А вчера, 5 мая, в крупных городах действительно творилось что-то невообразимое. Я всегда наблюдаю за протестными акциями — трансляции в интернете ведут и сами участники событий, и журналисты, чьи имена не звучат в телеэфире. И это было страшно — в какой-то момент я физически почувствовала, как пахнуло кровью: в ход шли дубинки, какие-то немыслимые казаки и НОДовцы, провоцирующие стычки с митингующими (и драки — были), жесткие и даже жестокие задержания. На мирных, повторюсь, акциях протеста. И все эти бессмысленные, безнадежные разговоры с полицейскими (на видеонарезке ниже — очень показательна запись из Красноярска, смотрите на седьмой минуте)… Очень страшно, очень. И это не имеет ничего общего с правами человека (ну если только речь не о правах конкретного человека, чье имя, оказывается, даже опасно называть).
В Краснотурьинске вчера, конечно, не было никаких протестов. Как и, наверное, во многих, почти во всех малых городах. В 14.00 городская площадь Краснотурьинска была девственно чиста и залита солнцем. Никаких тебе плакатов про «не царь» или «Россия будет свободной», редкие пешеходы (я в глубине души надеюсь, что они прогуливаются тут со смыслом — в конце концов, я тоже пришла без плаката, с детьми). В зоне видимости — ни одного сотрудника полиции. Кажется, у властей даже мысли не мелькнуло, что кто-то может прийти и встать в одиночный пикет — никакой подстраховки…
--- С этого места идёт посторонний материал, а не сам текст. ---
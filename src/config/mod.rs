//! Configuration module.
//!
//! Provides `AppConfig` (top-level settings), sub-configs for capture,
//! playback and storage, `AppPaths` for cross-platform directories, and TOML
//! persistence via `AppConfig::load` / `AppConfig::save`.

pub mod paths;
pub mod settings;

pub use paths::AppPaths;
pub use settings::{AppConfig, CaptureConfig, PlaybackConfig, StorageConfig};
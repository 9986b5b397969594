//! Transport controls over one bound recording.

use super::sink::{PlaybackError, PlaybackSink};
use crate::audio::{AccessHandle, RecordingArtifact};

struct Binding {
    handle: AccessHandle,
    duration_secs: u64,
}

/// Binds at most one [`RecordingArtifact`] to a [`PlaybackSink`].
///
/// The controller borrows the artifact's access handle but never releases
/// it; rebinding or unbinding only unloads what the sink derived from the
/// bytes.  A handle released elsewhere makes later transport calls fail with
/// [`PlaybackError::HandleRevoked`].
pub struct PlaybackController<S: PlaybackSink> {
    sink: S,
    binding: Option<Binding>,
    volume: f32,
}

impl<S: PlaybackSink> PlaybackController<S> {
    pub fn new(sink: S) -> Self {
        Self {
            sink,
            binding: None,
            volume: 1.0,
        }
    }

    /// Load `artifact` into the sink, replacing any previous binding.
    pub fn bind(&mut self, artifact: &RecordingArtifact) -> Result<(), PlaybackError> {
        self.unbind();

        let handle = artifact.access_handle().clone();
        let data = handle
            .resolve()
            .ok_or_else(|| PlaybackError::HandleRevoked(handle.locator()))?;
        self.sink.load(data, artifact.format())?;
        self.sink.set_volume(self.volume);

        log::info!(
            "playback: bound {} ({}s)",
            handle.locator(),
            artifact.duration_secs()
        );
        self.binding = Some(Binding {
            handle,
            duration_secs: artifact.duration_secs(),
        });
        Ok(())
    }

    /// Stop playback and drop the sink's copy of the bound recording.
    pub fn unbind(&mut self) {
        if let Some(binding) = self.binding.take() {
            self.sink.pause();
            self.sink.unload();
            log::debug!("playback: unbound {}", binding.handle.locator());
        }
    }

    pub fn is_bound(&self) -> bool {
        self.binding.is_some()
    }

    /// Locator of the bound artifact's access handle.
    pub fn bound_locator(&self) -> Option<String> {
        self.binding.as_ref().map(|b| b.handle.locator())
    }

    /// Duration of the bound recording in whole seconds.
    pub fn duration_secs(&self) -> Option<u64> {
        self.binding.as_ref().map(|b| b.duration_secs)
    }

    pub fn play(&mut self) -> Result<(), PlaybackError> {
        self.live_binding()?;
        self.sink.play()
    }

    pub fn pause(&mut self) -> Result<(), PlaybackError> {
        self.live_binding()?;
        self.sink.pause();
        Ok(())
    }

    /// Move to `second`, clamped to `[0, duration_secs]`.  Returns the
    /// position actually applied.
    pub fn seek(&mut self, second: f64) -> Result<f64, PlaybackError> {
        let end = self.live_binding()?.duration_secs as f64;
        let target = if second.is_nan() {
            0.0
        } else {
            second.clamp(0.0, end)
        };
        self.sink.seek(target)?;
        Ok(target)
    }

    /// Seconds from the start of the bound recording; `0.0` when unbound.
    pub fn current_position(&self) -> f64 {
        match &self.binding {
            Some(binding) => self
                .sink
                .position_secs()
                .clamp(0.0, binding.duration_secs as f64),
            None => 0.0,
        }
    }

    /// Set the output level, clamped to `0.0..=1.0`.  Applies to later
    /// bindings too.
    pub fn set_volume(&mut self, level: f32) -> Result<f32, PlaybackError> {
        if level.is_nan() {
            return Err(PlaybackError::InvalidVolume(level));
        }
        let level = level.clamp(0.0, 1.0);
        self.volume = level;
        self.sink.set_volume(level);
        Ok(level)
    }

    pub fn volume(&self) -> f32 {
        self.volume
    }

    pub fn sink(&self) -> &S {
        &self.sink
    }

    /// The current binding, unbinding first if its handle was revoked.
    fn live_binding(&mut self) -> Result<&Binding, PlaybackError> {
        let revoked = match &self.binding {
            None => return Err(PlaybackError::NothingBound),
            Some(binding) if binding.handle.is_valid() => None,
            Some(binding) => Some(binding.handle.locator()),
        };
        if let Some(revoked) = revoked {
            log::warn!("playback: {revoked} was released while bound");
            self.unbind();
            return Err(PlaybackError::HandleRevoked(revoked));
        }
        self.binding.as_ref().ok_or(PlaybackError::NothingBound)
    }
}

impl<S: PlaybackSink> Drop for PlaybackController<S> {
    fn drop(&mut self) {
        self.unbind();
    }
}

// ---------------------------------------------------------------------------
// Tests
// ---------------------------------------------------------------------------

#[cfg(test)]
mod tests {
    use super::*;
    use crate::audio::{HandleRegistry, StreamFormat};
    use crate::playback::MemorySink;
    use crate::session::ManualClock;
    use std::sync::Arc;
    use std::time::Duration;

    struct Fixture {
        clock: ManualClock,
        registry: HandleRegistry,
        player: PlaybackController<MemorySink>,
    }

    fn fixture() -> Fixture {
        let clock = ManualClock::new();
        Fixture {
            player: PlaybackController::new(MemorySink::new(Arc::new(clock.clone()))),
            clock,
            registry: HandleRegistry::new(),
        }
    }

    /// `secs` seconds of 16 kHz mono silence.
    fn artifact(registry: &HandleRegistry, secs: u64) -> RecordingArtifact {
        RecordingArtifact::new(
            vec![0u8; 32_000 * secs as usize],
            secs,
            StreamFormat::pcm16(16_000, 1),
            registry,
        )
    }

    #[test]
    fn transport_requires_a_binding() {
        let mut f = fixture();
        assert_eq!(f.player.play(), Err(PlaybackError::NothingBound));
        assert_eq!(f.player.pause(), Err(PlaybackError::NothingBound));
        assert_eq!(f.player.seek(1.0), Err(PlaybackError::NothingBound));
        assert_eq!(f.player.current_position(), 0.0);
    }

    #[test]
    fn play_advances_position() {
        let mut f = fixture();
        let a = artifact(&f.registry, 5);
        f.player.bind(&a).unwrap();

        f.player.play().unwrap();
        f.clock.advance(Duration::from_secs(2));
        assert_eq!(f.player.current_position(), 2.0);

        f.player.pause().unwrap();
        f.clock.advance(Duration::from_secs(2));
        assert_eq!(f.player.current_position(), 2.0);
    }

    #[test]
    fn seek_clamps_to_duration() {
        let mut f = fixture();
        let a = artifact(&f.registry, 5);
        f.player.bind(&a).unwrap();

        assert_eq!(f.player.seek(12.0), Ok(5.0));
        assert_eq!(f.player.current_position(), 5.0);
        assert_eq!(f.player.seek(-3.0), Ok(0.0));
        assert_eq!(f.player.seek(f64::NAN), Ok(0.0));
        assert_eq!(f.player.seek(2.5), Ok(2.5));
        assert_eq!(f.player.current_position(), 2.5);
    }

    #[test]
    fn volume_is_clamped_and_nan_rejected() {
        let mut f = fixture();
        assert_eq!(f.player.set_volume(1.7), Ok(1.0));
        assert_eq!(f.player.set_volume(-0.2), Ok(0.0));
        assert_eq!(f.player.set_volume(0.4), Ok(0.4));
        assert!(matches!(
            f.player.set_volume(f32::NAN),
            Err(PlaybackError::InvalidVolume(_))
        ));
        assert_eq!(f.player.volume(), 0.4);
    }

    #[test]
    fn volume_carries_over_to_new_bindings() {
        let mut f = fixture();
        f.player.set_volume(0.3).unwrap();
        let a = artifact(&f.registry, 1);
        f.player.bind(&a).unwrap();

        assert_eq!(f.player.sink().volume(), 0.3);
    }

    #[test]
    fn rebinding_never_releases_the_previous_handle() {
        let mut f = fixture();
        let first = artifact(&f.registry, 2);
        let second = artifact(&f.registry, 3);

        f.player.bind(&first).unwrap();
        f.player.bind(&second).unwrap();

        assert!(first.access_handle().is_valid());
        assert!(second.access_handle().is_valid());
        assert_eq!(
            f.player.bound_locator(),
            Some(second.access_handle().locator())
        );
        assert_eq!(f.player.duration_secs(), Some(3));

        f.player.unbind();
        assert!(second.access_handle().is_valid());
        assert!(!f.player.sink().is_loaded());
    }

    #[test]
    fn binding_a_released_artifact_fails() {
        let mut f = fixture();
        let a = artifact(&f.registry, 1);
        a.release();

        let err = f.player.bind(&a).unwrap_err();
        assert_eq!(err, PlaybackError::HandleRevoked(a.access_handle().locator()));
        assert!(!f.player.is_bound());
    }

    #[test]
    fn release_while_bound_revokes_transport() {
        let mut f = fixture();
        let a = artifact(&f.registry, 4);
        f.player.bind(&a).unwrap();

        a.release();

        assert!(matches!(
            f.player.play(),
            Err(PlaybackError::HandleRevoked(_))
        ));
        assert!(!f.player.is_bound());
        assert_eq!(f.player.play(), Err(PlaybackError::NothingBound));
    }

    #[test]
    fn empty_recording_binds_and_stays_at_zero() {
        let mut f = fixture();
        let a = artifact(&f.registry, 0);
        f.player.bind(&a).unwrap();
        f.player.play().unwrap();
        f.clock.advance(Duration::from_secs(1));

        assert_eq!(f.player.current_position(), 0.0);
    }

    #[test]
    fn unreadable_buffer_leaves_player_unbound() {
        let mut f = fixture();
        let a = RecordingArtifact::new(
            vec![0u8; 3],
            1,
            StreamFormat::pcm16(16_000, 1),
            &f.registry,
        );

        assert!(matches!(
            f.player.bind(&a),
            Err(PlaybackError::Unreadable(_))
        ));
        assert!(!f.player.is_bound());
        assert!(a.access_handle().is_valid());
    }
}
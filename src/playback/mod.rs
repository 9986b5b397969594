//! Playback of finished recordings.
//!
//! [`PlaybackController`] owns a [`PlaybackSink`] and at most one bound
//! artifact.  Playback failures stay here; they never change the recording
//! session's state.
//!
//! ```rust
//! use std::sync::Arc;
//! use voice_capture::audio::{HandleRegistry, RecordingArtifact, StreamFormat};
//! use voice_capture::playback::{MemorySink, PlaybackController};
//! use voice_capture::session::SystemClock;
//!
//! let registry = HandleRegistry::new();
//! let artifact = RecordingArtifact::new(
//!     vec![0u8; 64_000],
//!     2,
//!     StreamFormat::pcm16(16_000, 1),
//!     &registry,
//! );
//!
//! let mut player = PlaybackController::new(MemorySink::new(Arc::new(SystemClock)));
//! player.bind(&artifact).unwrap();
//! assert_eq!(player.seek(10.0).unwrap(), 2.0);
//! ```

pub mod controller;
pub mod cpal_output;
pub mod sink;

pub use controller::PlaybackController;
pub use cpal_output::CpalPlaybackSink;
pub use sink::{MemorySink, PlaybackError, PlaybackSink};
…Я не знаю, что будет дальше. Но я знаю (и спасибо вам, люди), что даже в малых городах многим не нравится сегодняшнее положение вещей — эта тотальная нищета, выживание, разруха в медицине и образовании, проблемы в ЖКХ, раздражающие сборы на капремонт и липкое чувство страха. Я вот пишу сейчас все это под радостные вопли моих детей, которые носятся по квартире с кубиками, и — мне страшно. Я ни фига не Д’Артаньян — я просто хочу жить. Не выживать — жить. Но больше всего я хочу, чтобы мои дети никогда, никогда не знали этого чувства: когда ты в собственной стране не знаешь, каким будет завтрашний день и не постучат ли в твою дверь люди в форме, которым велено разобраться с «бузотерами» на местах.